Текст книги "Жизнь языка: Памяти М. В. Панова"
Автор книги: Сборник статей
Жанр: Языкознание, Наука и Образование
сообщить о неприемлемом содержимом
Текущая страница: 7 (всего у книги 41 страниц)
П.: Вы про Оссовецкого?
З.: Да.
П.: Он оказался достойным человеком?
З.: Достойным, достойным. В этом смысле вот из всех этих людей так повел себя только один человек.
(Перерыв в записи.)
П.: Ламара Капанадзе перешла в мой сектор, и я получил согласие Виктора Владимировича. Ну, она села на мое место, у нас не было другого. Я пошел и сел на Ламарино место.

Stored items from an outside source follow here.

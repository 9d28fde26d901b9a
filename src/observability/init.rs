//! Subscriber setup: `tracing` macros → OpenTelemetry → trace file.

use super::tracer;
use crate::infrastructure::paths::get_data_dir;
use crate::Config;
use opentelemetry::trace::TracerProvider as _;
use opentelemetry::KeyValue;
use opentelemetry_sdk::resource::Resource;
use std::path::PathBuf;
use tracing_opentelemetry::OpenTelemetryLayer;
use tracing_subscriber::{layer::SubscriberExt, util::SubscriberInitExt, EnvFilter};

/// Service and instrumentation scope name recorded on every span.
pub const SERVICE_NAME: &str = "GameLibrary";

/// File name of the trace file inside the data directory.
pub const TRACE_FILE_NAME: &str = "game-library-otlp.json";

/// Installs the global subscriber.
///
/// The filter comes from `RUST_LOG` when set, else `config.trace_level`, else
/// `"info"`. Spans are written to [`TRACE_FILE_NAME`] under the data directory
/// resolved from `config.data_dir`.
///
/// Returns the trace file path, or `None` when the data directory cannot be
/// created; tracing is optional and the app runs without it. Calling this
/// more than once leaves the first subscriber in place.
///
/// # Examples
///
/// ```no_run
/// use game_library::observability::init_tracing;
/// use game_library::Config;
///
/// let config = Config {
///     trace_level: Some("debug".to_string()),
///     ..Config::default()
/// };
/// let trace_file = init_tracing(&config);
/// tracing::debug!(?trace_file, "tracing active");
/// ```
pub fn init_tracing(config: &Config) -> Option<PathBuf> {
    let level = config.trace_level.as_deref().unwrap_or("info");
    let filter = EnvFilter::try_from_default_env().unwrap_or_else(|_| EnvFilter::new(level));

    let data_dir = get_data_dir(config.data_dir.as_deref());
    std::fs::create_dir_all(&data_dir).ok()?;

    let resource = Resource::new(vec![KeyValue::new("service.name", SERVICE_NAME)]);
    let trace_file = data_dir.join(TRACE_FILE_NAME);
    let provider = tracer::create_tracer_provider(trace_file.clone(), resource, SERVICE_NAME);

    let otel_layer = OpenTelemetryLayer::new(provider.tracer(SERVICE_NAME));

    let _ = tracing_subscriber::registry()
        .with(filter)
        .with(otel_layer)
        .try_init();

    Some(trace_file)
}
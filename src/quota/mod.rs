//! Daily usage quota and the generation controller.
//!
//! The store keeps a per-day counter in key-value storage; the controller
//! gates every generation action on it:
//! - Check: at or over the limit means `Blocked`, nothing else happens
//! - Generate: prompt, fragment or fallback sentence
//! - Commit: the counter is incremented after any normal return

pub mod clock;
pub mod controller;
pub mod store;

pub use clock::{Clock, ManualClock, SystemClock};
pub use controller::{ActionOutcome, QuotaController, QuotaSnapshot, QuotaState};
pub use store::{QuotaRecord, QuotaStore};
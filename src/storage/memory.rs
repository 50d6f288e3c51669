//! In-process key-value store.

use dashmap::DashMap;

use super::{KeyValueStore, StorageResult, StoreFuture};

/// Thread-safe in-memory store. Contents are lost on process exit.
#[derive(Debug, Default)]
pub struct MemoryKvStore {
    entries: DashMap<String, String>,
}

impl MemoryKvStore {
    /// Create an empty store.
    #[must_use]
    pub fn new() -> Self {
        Self::default()
    }

    /// Number of stored keys.
    #[must_use]
    pub fn len(&self) -> usize {
        self.entries.len()
    }

    /// Whether the store holds no keys.
    #[must_use]
    pub fn is_empty(&self) -> bool {
        self.entries.is_empty()
    }
}

impl KeyValueStore for MemoryKvStore {
    fn get(&self, key: &str) -> StoreFuture<'_, StorageResult<Option<String>>> {
        let value = self.entries.get(key).map(|entry| entry.value().clone());
        Box::pin(async move { Ok(value) })
    }

    fn set(&self, key: &str, value: &str) -> StoreFuture<'_, StorageResult<()>> {
        self.entries.insert(key.to_string(), value.to_string());
        Box::pin(async { Ok(()) })
    }

    fn remove(&self, key: &str) -> StoreFuture<'_, StorageResult<()>> {
        self.entries.remove(key);
        Box::pin(async { Ok(()) })
    }
}

#[cfg(test)]
mod tests {
    use super::*;

    #[tokio::test]
    async fn test_set_get_remove() {
        let store = MemoryKvStore::new();
        assert!(store.get("missing").await.unwrap().is_none());

        store.set("prompt_count", "3").await.unwrap();
        store.set("prompt_count", "4").await.unwrap();
        assert_eq!(store.get("prompt_count").await.unwrap().as_deref(), Some("4"));
        assert_eq!(store.len(), 1);

        store.remove("prompt_count").await.unwrap();
        store.remove("prompt_count").await.unwrap();
        assert!(store.is_empty());
    }
}
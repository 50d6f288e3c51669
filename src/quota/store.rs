//! Per-day usage counter over key-value storage.

use std::sync::Arc;

use serde::Serialize;
use tokio::sync::Mutex;
use tracing::{debug, info, warn};

use crate::storage::KeyValueStore;

use super::clock::Clock;

/// Storage key of the usage counter.
pub const COUNT_KEY: &str = "prompt_count";
/// Storage key of the day the counter was last reset.
pub const RESET_DATE_KEY: &str = "last_reset_date";

/// Persisted quota state.
#[derive(Clone, Debug, Default, PartialEq, Eq, Serialize)]
pub struct QuotaRecord {
    /// Actions used on `last_reset_date`.
    pub count: u32,
    /// ISO calendar day (`YYYY-MM-DD`) of the last reset.
    pub last_reset_date: Option<String>,
}

/// Owner of the quota keys.
///
/// Storage failures never escape: reads fail open to zero and writes are
/// logged and dropped. Mutations are serialized so concurrent increments
/// cannot lose updates.
pub struct QuotaStore {
    store: Arc<dyn KeyValueStore>,
    clock: Arc<dyn Clock>,
    write_lock: Mutex<()>,
}

impl QuotaStore {
    /// Create a store over key-value storage and a day source.
    #[must_use]
    pub fn new(store: Arc<dyn KeyValueStore>, clock: Arc<dyn Clock>) -> Self {
        Self {
            store,
            clock,
            write_lock: Mutex::new(()),
        }
    }

    fn today(&self) -> String {
        self.clock.today().format("%Y-%m-%d").to_string()
    }

    async fn read_record(&self) -> QuotaRecord {
        let count = match self.store.get(COUNT_KEY).await {
            Ok(Some(raw)) => raw.trim().parse::<u32>().unwrap_or_else(|e| {
                warn!(value = %raw, error = %e, "Unparsable prompt count, treating as 0");
                0
            }),
            Ok(None) => 0,
            Err(e) => {
                warn!(error = %e, "Error getting prompt count");
                0
            }
        };

        let last_reset_date = match self.store.get(RESET_DATE_KEY).await {
            Ok(date) => date,
            Err(e) => {
                warn!(error = %e, "Error getting last reset date");
                None
            }
        };

        QuotaRecord {
            count,
            last_reset_date,
        }
    }

    /// Current record. A record from an earlier day reads as zero used.
    pub async fn get(&self) -> QuotaRecord {
        let mut record = self.read_record().await;
        if record.last_reset_date.as_deref() != Some(self.today().as_str()) {
            record.count = 0;
        }
        record
    }

    /// Count one action. Resets the counter first when the day changed.
    ///
    /// Returns the new count, also when persisting it failed.
    pub async fn increment(&self) -> u32 {
        let _guard = self.write_lock.lock().await;

        let today = self.today();
        let record = self.read_record().await;

        let current = if record.last_reset_date.as_deref() == Some(today.as_str()) {
            record.count
        } else {
            info!(
                previous = ?record.last_reset_date,
                today = %today,
                "New day, resetting prompt count"
            );
            self.write(COUNT_KEY, "0").await;
            self.write(RESET_DATE_KEY, &today).await;
            0
        };

        let next = current.saturating_add(1);
        self.write(COUNT_KEY, &next.to_string()).await;
        debug!(count = next, "Prompt count incremented");
        next
    }

    /// Give back `amount` actions, never going below zero.
    ///
    /// Returns the resulting count.
    pub async fn add_bonus(&self, amount: u32) -> u32 {
        let _guard = self.write_lock.lock().await;

        let current = self.get().await.count;
        let next = current.saturating_sub(amount);
        self.write(COUNT_KEY, &next.to_string()).await;
        info!(from = current, to = next, "Rewarded prompts added");
        next
    }

    async fn write(&self, key: &str, value: &str) {
        if let Err(e) = self.store.set(key, value).await {
            warn!(key, error = %e, "Error persisting quota");
        }
    }
}
//! Sentence decomposition into editable fragments.

use std::sync::OnceLock;

use regex::Regex;
use tracing::{debug, warn};

use super::fragments::PromptFragments;

/// Prepositions a location phrase may start with.
const LOCATION_PREPOSITIONS: &str = "in|on|at|beneath|among|behind|inside|near";

/// Splits `A {character} is {action} {location}` sentences.
#[derive(Debug, Clone)]
pub struct PromptParser {
    pattern: Regex,
}

impl PromptParser {
    /// Compile the sentence pattern.
    ///
    /// # Errors
    /// Returns an error if the pattern fails to compile.
    pub fn new() -> Result<Self, regex::Error> {
        let pattern = Regex::new(&format!(
            r#"(?i)^(?:an?\s+)?([^"']+?)\s+is\s+([^"']+?)\s+((?:{LOCATION_PREPOSITIONS})\s+.+)$"#
        ))?;
        Ok(Self { pattern })
    }

    /// Decompose a sentence. Anything that does not fit the template yields
    /// empty fragments.
    #[must_use]
    pub fn parse(&self, sentence: &str) -> PromptFragments {
        let Some(caps) = self.pattern.captures(sentence.trim()) else {
            debug!(sentence, "Prompt does not match the sentence template");
            return PromptFragments::default();
        };

        let group = |i: usize| {
            caps.get(i)
                .map(|m| m.as_str().trim().to_lowercase())
                .unwrap_or_default()
        };

        PromptFragments::new(group(1), group(2), group(3))
    }
}

/// Decompose a sentence with a shared parser.
#[must_use]
pub fn parse_prompt(sentence: &str) -> PromptFragments {
    static PARSER: OnceLock<Option<PromptParser>> = OnceLock::new();

    let parser = PARSER.get_or_init(|| {
        PromptParser::new()
            .map_err(|e| warn!(error = %e, "Prompt pattern failed to compile"))
            .ok()
    });

    parser
        .as_ref()
        .map_or_else(PromptFragments::default, |p| p.parse(sentence))
}

#[cfg(test)]
mod tests {
    use super::*;

    #[test]
    fn test_parse_full_sentence() {
        let fragments = parse_prompt(
            "A solitary astronaut is planting luminous seeds in a crystal cave.",
        );
        assert_eq!(fragments.character, "solitary astronaut");
        assert_eq!(fragments.action, "planting luminous seeds");
        assert_eq!(fragments.location, "in a crystal cave.");
    }

    #[test]
    fn test_non_matching_sentence_is_empty() {
        assert!(parse_prompt("Not a matching shape").is_empty());
        assert!(parse_prompt("").is_empty());
    }

    #[test]
    fn test_an_article_and_case() {
        let fragments = parse_prompt("  An Octopus Magician is Juggling pearls beneath a pier  ");
        assert_eq!(fragments.character, "octopus magician");
        assert_eq!(fragments.action, "juggling pearls");
        assert_eq!(fragments.location, "beneath a pier");
    }

    #[test]
    fn test_location_starts_at_first_preposition() {
        let fragments = parse_prompt("A cat is sitting on a mat in a quiet house.");
        assert_eq!(fragments.action, "sitting");
        assert_eq!(fragments.location, "on a mat in a quiet house.");
    }

    #[test]
    fn test_quoted_sentence_does_not_match() {
        assert!(parse_prompt("\"A fox is napping in a barn.\"").is_empty());
    }

    #[test]
    fn test_round_trip_with_compose() {
        let parser = PromptParser::new().unwrap();
        let fragments = parser.parse("A robot gardener is trimming hedges near a lighthouse.");
        assert_eq!(
            fragments.compose(),
            "A robot gardener is trimming hedges near a lighthouse."
        );
    }
}
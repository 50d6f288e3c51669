//! Daily-quota-gated art prompt generation: prompt corpus, remote text and
//! image generation with local fallback, and a persisted usage quota.

// Interdiction stricte de pratiques dangereuses ou non idiomatiques
#![deny(unsafe_code)] // Le code unsafe est interdit
#![warn(missing_docs)] // Toute fonction, struct, enum ou module public doit être documenté
#![warn(dead_code)] // Le code inutilisé est signalé
#![deny(non_camel_case_types)]
// Les types doivent suivre la convention CamelCase (exception explicite possible au besoin)

// Options supplémentaires pour ne rien laisser passer
#![warn(unused_imports)] // Les imports inutilisés sont signalés
#![warn(unused_variables)] // Les variables inutilisés sont signalées
#![deny(unused_must_use)] // Oblige à gérer explicitement les Result et Option
#![deny(non_snake_case)] // Les noms de variables et fonctions doivent être en snake_case
#![deny(non_upper_case_globals)] // Les constantes et globals doivent être en MAJUSCULE
#![deny(nonstandard_style)] // Empêche tout style de code non standard
#![forbid(unsafe_op_in_unsafe_fn)]
// Interdit l'utilisation d'unsafe même dans une fonction unsafe

// Clippy pour stricte discipline
#![deny(clippy::all)] // Active toutes les lints Clippy standard
#![deny(clippy::pedantic)] // Active les lints très strictes de Clippy
#![deny(clippy::unwrap_used)] // Interdit unwrap()
#![deny(clippy::expect_used)] // Interdit expect()
#![deny(clippy::panic)] // Interdit panic!()
#![deny(clippy::print_stdout)] // Interdit println!() en production
#![deny(clippy::todo)] // Interdit les TODO dans le code
#![deny(clippy::unimplemented)] // Interdit les fonctions non implémentées
#![deny(clippy::unwrap_in_result)] // Interdit unwrap() sur Result
#![deny(clippy::module_inception)] // Interdit un module ayant le même nom que le crate
#![deny(clippy::redundant_clone)] // Interdit les clones inutiles
#![deny(clippy::too_many_arguments)] // Limite le nombre d’arguments des fonctions
#![deny(clippy::cognitive_complexity)] // Limite la complexité cognitive des fonctions
#![cfg_attr(test, allow(clippy::unwrap_used, clippy::expect_used, clippy::panic))]

// Lints pour sécurité et robustesse
#![deny(overflowing_literals)] // Interdit les littéraux qui débordent

/// Backend-as-a-service client: session tokens and weekly challenges.
pub mod backend;
/// Application configuration and environment overrides.
pub mod config;
/// Remote text and image generation services.
pub mod llm;
/// Prompt corpus, parsing and generation with fallback.
pub mod prompt;
/// Daily usage quota and the generation controller.
pub mod quota;
/// HTTP server and API routes.
#[allow(clippy::missing_errors_doc, clippy::unused_async)]
pub mod server;
/// Entry helpers to start the art sparker server.
pub mod start_art_sparker;
/// Key-value persistence and user preferences.
pub mod storage;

З.: А-а! Я помню. Дело вот в чем было. Это я вам объясню, иначе непонятно. Ламара сидела в комнате, которая принадлежала сектору Шведовой, но поскольку она ушла в другой сектор, значит, надо было это место освободить. Ну где освободить-то, куда деваться? И Михаил Викторович очень хитроумно придумал, что Ламару она прогонит, а ему сказать: «Панов, уходите из моей комнаты» (П. посмеивается), – у ней язык не повернется. И была такая рокировка сделана, действительно.
П.: На следующий же день это ее место было занято. Какая-то сотрудница пришла очень рано…
З.:…и уже села.
П.:…и когда я сунулся на Ламарино место, глядь – а там уже сидят.
Я.: Ну, и потом куда же вы, Михаил Викторович? Потом где же вы сидели?
П.: Потом был временно бродягой. Потом как-то это утряслось.
Т.: Ну университет вы вспоминаете добрым словом, Михаил Викторович? К университету как вы относились, к работе в университете?
П.: Ну, я вначале работал плохо, а потом стал работать лучше. (Г. смеется.)
З.: Нет, в каком университете?
П.: В вашем.
З.: Нет, это…
П.: В Московском.
Т.: В Московском университете, я имею в виду МГУ.
П.: МГУ.
З.: Я думала, что Михаил Викторович не про то подумал. Не в Институте русского языка, а в МГУ, да?
П.: Да-да-да.
Я.: Мне жалко, что Михаил Викторович все время говорит: «ваш Институт русского языка», «ваш университет». Где же его?
П. (указывая на З.): Вот эта гражданка целиком прослушала мой курс фонетики.
З.: Да, прослушала.
П.: Вытерпела.
З.: Нет, я бегала так же, как вы, с наслаждением, каждые… по-моему, это было по субботам, я ехала, слушала, потом часто мы вместе ехали обратно (туда обычно поврозь), с большим удовольствием, и для меня была просто радость и неожиданность…
П.: Спасибо, Леночка.
З.:…как Михаил Викторович читает, – я могу сказать, свободно, артистично, красиво, научно, интересно… весело, вот еще добавлю – и весело. Аудитория хохотала как сумасшедшая, все вообще там смеялись, хватались за животики, вместе с тем было интересно, научно, не было подыгрывания никакого, было свободно и легко.
П.: Елена Андреевна!
З.: Да.
П.: Вы поместили мой портрет, спасибо за статью.[4]4
Имеется в виду статья: Булатова Л. Н., Земская Е. А., Кузьмина С. М., Новиков В. И. Диапазон дарования // ВЯ. 2001. № 1. С. 3 – 13.
[Закрыть]
З.: Да.
П.: Почему у меня всегда такой самодовольно-омерзительный вид? (З. смеется.) Галь, вы видели?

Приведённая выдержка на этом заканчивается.